Brief – Print the lines that run from the line with "to this layer" to the line with "let end_lsn = *self.end_lsn.get().unwrap();", keeping both end lines, exactly as they appear in the entries below, and nothing else.

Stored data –
════════════════════

impl InMemoryLayer {
    /// Get layer size.
    pub async fn size(&self) -> Result<u64> {
        let inner = self.inner.read().await;
        Ok(inner.file.len())
    }

    /// Create a new, empty, in-memory layer
    pub async fn create(
        conf: &'static PageServerConf,
        timeline_id: TimelineId,
        tenant_shard_id: TenantShardId,
        start_lsn: Lsn,
        ctx: &RequestContext,
    ) -> Result<InMemoryLayer> {
        trace!("initializing new empty InMemoryLayer for writing on timeline {timeline_id} at {start_lsn}");

        let file = EphemeralFile::create(conf, tenant_shard_id, timeline_id, ctx).await?;
        let key = InMemoryLayerFileId(file.page_cache_file_id());

        Ok(InMemoryLayer {
            file_id: key,
            local_path_str: {
                let mut buf = String::new();
                inmem_layer_log_display(&mut buf, timeline_id, start_lsn, Lsn::MAX).unwrap();
                buf.into()
            },
            frozen_local_path_str: OnceLock::new(),
            conf,
            timeline_id,
            tenant_shard_id,
            start_lsn,
            end_lsn: OnceLock::new(),
            opened_at: Instant::now(),
            inner: RwLock::new(InMemoryLayerInner {
                index: BTreeMap::new(),
                file,
                resource_units: GlobalResourceUnits::new(),
            }),
        })
    }

    // Write operations

    /// Common subroutine of the public put_wal_record() and put_page_image() functions.
    /// Adds the page version to the in-memory tree

    pub(crate) async fn put_value(
        &self,
        key: Key,
        lsn: Lsn,
        buf: &[u8],
        ctx: &RequestContext,
    ) -> Result<()> {
        let mut inner = self.inner.write().await;
        self.assert_writable();
        self.put_value_locked(&mut inner, key, lsn, buf, ctx).await
    }

    async fn put_value_locked(
        &self,
        locked_inner: &mut RwLockWriteGuard<'_, InMemoryLayerInner>,
        key: Key,
        lsn: Lsn,
        buf: &[u8],
        ctx: &RequestContext,
    ) -> Result<()> {
        trace!("put_value key {} at {}/{}", key, self.timeline_id, lsn);

        let off = {
            locked_inner
                .file
                .write_blob(
                    buf,
                    &RequestContextBuilder::extend(ctx)
                        .page_content_kind(PageContentKind::InMemoryLayer)
                        .build(),
                )
                .await?
        };

        let vec_map = locked_inner.index.entry(key).or_default();
        let old = vec_map.append_or_update_last(lsn, off).unwrap().0;
        if old.is_some() {
            // We already had an entry for this LSN. That's odd..
            warn!("Key {} at {} already exists", key, lsn);
        }

        let size = locked_inner.file.len();
        locked_inner.resource_units.maybe_publish_size(size);

        Ok(())
    }

    pub(crate) fn get_opened_at(&self) -> Instant {
        self.opened_at
    }

    pub(crate) async fn tick(&self) -> Option<u64> {
        let mut inner = self.inner.write().await;
        let size = inner.file.len();
        inner.resource_units.publish_size(size)
    }

    pub(crate) async fn put_tombstones(&self, _key_ranges: &[(Range<Key>, Lsn)]) -> Result<()> {
        // TODO: Currently, we just leak the storage for any deleted keys
        Ok(())
    }

    /// Records the end_lsn for non-dropped layers.
    /// `end_lsn` is exclusive
    pub async fn freeze(&self, end_lsn: Lsn) {
        let inner = self.inner.write().await;

        assert!(
            self.start_lsn < end_lsn,
            "{} >= {}",
            self.start_lsn,
            end_lsn
        );
        self.end_lsn.set(end_lsn).expect("end_lsn set only once");

        self.frozen_local_path_str
            .set({
                let mut buf = String::new();
                inmem_layer_log_display(&mut buf, self.get_timeline_id(), self.start_lsn, end_lsn)
                    .unwrap();
                buf.into()
            })
            .expect("frozen_local_path_str set only once");

        for vec_map in inner.index.values() {
            for (lsn, _pos) in vec_map.as_slice() {
                assert!(*lsn < end_lsn);
            }
        }
    }

    /// Write this frozen in-memory layer to disk. If `key_range` is set, the delta
    /// layer will only contain the key range the user specifies, and may return `None`
    /// if there are no matching keys.
    ///
    /// Returns a new delta layer with all the same data as this in-memory layer
    pub(crate) async fn write_to_disk(
        &self,
        timeline: &Arc<Timeline>,
        ctx: &RequestContext,
        key_range: Option<Range<Key>>,
    ) -> Result<Option<ResidentLayer>> {
        // Grab the lock in read-mode. We hold it over the I/O, but because this
        // layer is not writeable anymore, no one should be trying to acquire the
        // write lock on it, so we shouldn't block anyone. There's one exception
        // though: another thread might have grabbed a reference to this layer
        // in `get_layer_for_write' just before the checkpointer called
        // `freeze`, and then `write_to_disk` on it. When the thread gets the
        // lock, it will see that it's not writeable anymore and retry, but it
        // would have to wait until we release it. That race condition is very
        // rare though, so we just accept the potential latency hit for now.
        let inner = self.inner.read().await;

        let l0_flush_global_state = timeline.l0_flush_global_state.inner().clone();
        use l0_flush::Inner;
        let _concurrency_permit = match &*l0_flush_global_state {
            Inner::PageCached => None,
            Inner::Direct { semaphore, .. } => Some(semaphore.acquire().await),
        };

        let end_lsn = *self.end_lsn.get().unwrap();

        let key_count = if let Some(key_range) = key_range {
            inner
                .index
                .iter()
                .filter(|(k, _)| key_range.contains(k))
                .count()
        } else {
            inner.index.len()
        };
        if key_count == 0 {
            return Ok(None);
        }

        let mut delta_layer_writer = DeltaLayerWriter::new(
            self.conf,
            self.timeline_id,
            self.tenant_shard_id,
            Key::MIN,
            self.start_lsn..end_lsn,
            ctx,
        )
        .await?;

        match &*l0_flush_global_state {
            l0_flush::Inner::PageCached => {
                let ctx = RequestContextBuilder::extend(ctx)
                    .page_content_kind(PageContentKind::InMemoryLayer)
                    .build();

                let mut buf = Vec::new();

                let cursor = inner.file.block_cursor();

                for (key, vec_map) in inner.index.iter() {
                    // Write all page versions
                    for (lsn, pos) in vec_map.as_slice() {
                        cursor.read_blob_into_buf(*pos, &mut buf, &ctx).await?;
                        let will_init = Value::des(&buf)?.will_init();
                        let res;
                        (buf, res) = delta_layer_writer
                            .put_value_bytes(*key, *lsn, buf, will_init, &ctx)
                            .await;
                        res?;
                    }
                }
            }
            l0_flush::Inner::Direct { .. } => {
                let file_contents: Vec<u8> = inner.file.load_to_vec(ctx).await?;
                assert_eq!(
                    file_contents.len() % PAGE_SZ,
                    0,
                    "needed by BlockReaderRef::Slice"
                );
                assert_eq!(file_contents.len(), {
                    let written = usize::try_from(inner.file.len()).unwrap();
                    if written % PAGE_SZ == 0 {
                        written
                    } else {
                        written.checked_add(PAGE_SZ - (written % PAGE_SZ)).unwrap()
                    }
                });

                let cursor = BlockCursor::new(BlockReaderRef::Slice(&file_contents));

                let mut buf = Vec::new();

                for (key, vec_map) in inner.index.iter() {
                    // Write all page versions
                    for (lsn, pos) in vec_map.as_slice() {
                        // TODO: once we have blob lengths in the in-memory index, we can
                        // 1. get rid of the blob_io / BlockReaderRef::Slice business and
                        // 2. load the file contents into a Bytes and
                        // 3. the use `Bytes::slice` to get the `buf` that is our blob
                        // 4. pass that `buf` into `put_value_bytes`
                        // => https://github.com/neondatabase/neon/issues/8183
                        cursor.read_blob_into_buf(*pos, &mut buf, ctx).await?;
                        let will_init = Value::des(&buf)?.will_init();
                        let res;
                        (buf, res) = delta_layer_writer
                            .put_value_bytes(*key, *lsn, buf, will_init, ctx)
                            .await;
                        res?;
                    }
                }
            }
        }

        // MAX is used here because we identify L0 layers by full key range
        let delta_layer = delta_layer_writer.finish(Key::MAX, timeline, ctx).await?;

        // Hold the permit until all the IO is done, including the fsync in `delta_layer_writer.finish()``.
        //
        // If we didn't and our caller drops this future, tokio-epoll-uring would extend the lifetime of
        // the `file_contents: Vec<u8>` until the IO is done, but not the permit's lifetime.
        // Thus, we'd have more concurrenct `Vec<u8>` in existence than the semaphore allows.
        //
        // We hold across the fsync so that on ext4 mounted with data=ordered, all the kernel page cache pages
        // we dirtied when writing to the filesystem have been flushed and marked !dirty.
        drop(_concurrency_permit);

        Ok(Some(delta_layer))
    }
}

════════════════════

Answer to this exercise –
        // though: another thread might have grabbed a reference to this layer
        // in `get_layer_for_write' just before the checkpointer called
        // `freeze`, and then `write_to_disk` on it. When the thread gets the
        // lock, it will see that it's not writeable anymore and retry, but it
        // would have to wait until we release it. That race condition is very
        // rare though, so we just accept the potential latency hit for now.
        let inner = self.inner.read().await;

        let l0_flush_global_state = timeline.l0_flush_global_state.inner().clone();
        use l0_flush::Inner;
        let _concurrency_permit = match &*l0_flush_global_state {
            Inner::PageCached => None,
            Inner::Direct { semaphore, .. } => Some(semaphore.acquire().await),
        };

        let end_lsn = *self.end_lsn.get().unwrap();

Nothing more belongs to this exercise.